Critics of Indian govt fear ‘wave of angry nationalism’ post-Pulwama: WaPo

WASHINGTON, Mar 09: Critics of India’s ruling party, the Bharatiya Janata Party (BJP) are being targeted following the heightened tensions between New Delhi and Islamabad last month, a Washington Post report said.

Titled “In India, a search for ‘traitors’ after conflict with Pakistan,” the article stated that those criticising the Prime Minister Narendra Modi-led government or the Indian military have been sacked from their jobs.

It noted that folks in India slamming the leadership were being cyber-harassed and trolled. “When dozens more [of messages calling him a traitor] followed, he knew something was wrong,” it mentioned.

After a Facebook post in which Sandeep “Wathar, a 29-year-old professor of civil engineering” in Karnataka “vented his frustration”, a group of people including “right-wing Hindu group gathered outside his office demanding he apologize for his ‘anti-national’ comments”.

The Washington Post talked about how “a wave of angry nationalism has swept India in recent weeks, triggered by a Feb. 14 suicide bombing that killed 40 Indian security personnel in the disputed region of Kashmir and then by a military confrontation with Pakistan, the country’s oldest foe”.

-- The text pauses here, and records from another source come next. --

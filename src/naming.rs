//! Filename sanitization and storage key derivation.
//!
//! Keys have the shape `<prefix><epoch-millis>-<sanitized-name>`.  The
//! millisecond component comes from a process-wide monotonic clock, so
//! two keys minted by one process never collide even for identical names
//! uploaded within the same millisecond.

use std::sync::atomic::{AtomicU64, Ordering};
use std::time::{SystemTime, UNIX_EPOCH};

/// Name used when the upload carries no filename.
pub const UNKNOWN_FILENAME: &str = "unknown";

/// Prefix the resize job puts in front of the original key.
pub const COMPRESSED_PREFIX: &str = "resized_";

/// Replace every character outside `[A-Za-z0-9.]` with `_`.
///
/// Works per Unicode scalar value, so `é` becomes a single `_`.
/// Applying it twice yields the same result as applying it once.
pub fn sanitize_filename(name: &str) -> String {
    name.chars()
        .map(|c| {
            if c.is_ascii_alphanumeric() || c == '.' {
                c
            } else {
                '_'
            }
        })
        .collect()
}

/// Strictly increasing millisecond clock.
///
/// Returns the wall-clock time in milliseconds, or one more than the last
/// value handed out when the wall clock has not moved on (or went back).
#[derive(Debug, Default)]
pub struct KeyClock {
    last: AtomicU64,
}

impl KeyClock {
    pub const fn new() -> Self {
        Self {
            last: AtomicU64::new(0),
        }
    }

    /// Next timestamp given the current wall-clock reading `now_ms`.
    pub fn next_after(&self, now_ms: u64) -> u64 {
        let mut current = self.last.load(Ordering::Relaxed);
        loop {
            let next = now_ms.max(current + 1);
            match self
                .last
                .compare_exchange_weak(current, next, Ordering::AcqRel, Ordering::Relaxed)
            {
                Ok(_) => return next,
                Err(actual) => current = actual,
            }
        }
    }

    /// Next timestamp using the system clock.
    pub fn tick(&self) -> u64 {
        let now_ms = SystemTime::now()
            .duration_since(UNIX_EPOCH)
            .map(|d| d.as_millis() as u64)
            .unwrap_or_default();
        self.next_after(now_ms)
    }
}

static KEY_CLOCK: KeyClock = KeyClock::new();

/// Build a storage key from its parts.
pub fn storage_key(prefix: &str, millis: u64, sanitized_name: &str) -> String {
    format!("{prefix}{millis}-{sanitized_name}")
}

/// Mint a fresh storage key for an already-sanitized filename.
pub fn next_storage_key(prefix: &str, sanitized_name: &str) -> String {
    storage_key(prefix, KEY_CLOCK.tick(), sanitized_name)
}

/// Size in mebibytes with two decimals, e.g. `"0.00"` or `"2.50"`.
pub fn format_size_mb(size_bytes: u64) -> String {
    format!("{:.2}", size_bytes as f64 / (1024.0 * 1024.0))
}

/// Split `key` into (root, extension) the way the resize job does:
/// the extension is the last dot-suffix of the final path segment,
/// ignoring leading dots of that segment.
fn split_extension(key: &str) -> (&str, &str) {
    let base_start = key.rfind('/').map_or(0, |i| i + 1);
    let base = &key[base_start..];
    let leading_dots = base.len() - base.trim_start_matches('.').len();
    match base.rfind('.') {
        Some(dot) if dot > leading_dots => key.split_at(base_start + dot),
        _ => (key, ""),
    }
}

/// Key under which the resize job stores the compressed copy of `key`.
///
/// PNG, WebP and GIF keep their format and extension; JPEGs keep `.jpg`
/// or `.jpeg`; everything else is re-encoded as JPEG and gets `.jpg`.
pub fn compressed_variant_key(key: &str) -> String {
    let (root, ext) = split_extension(key);
    let ext = ext.to_ascii_lowercase();
    let ext = match ext.as_str() {
        ".png" | ".webp" | ".gif" | ".jpg" | ".jpeg" => ext.as_str(),
        _ => ".jpg",
    };
    format!("{COMPRESSED_PREFIX}{root}{ext}")
}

It also underscored that the Indian media was leaving no avenues unused to call “for revenge and portrayed any questioning of the Indian government or armed forces as equivalent to helping Pakistan”.

“In recent weeks, some of those publicly critical of the government or India’s military have been suspended from their jobs.”

According to a journalist that the American publication quoted, the Indian government had spearheaded a move that “had ‘stampeded the country into a volatile, edgy, anxious nationalism'”.

The social media ‘war’ that is being waged post-Pulwama attack has left a large number of people shocked and scared, including a teacher, who, when “publicly stated in the wake of her husband’s death that war should be the last option”, was “criticized on social media”.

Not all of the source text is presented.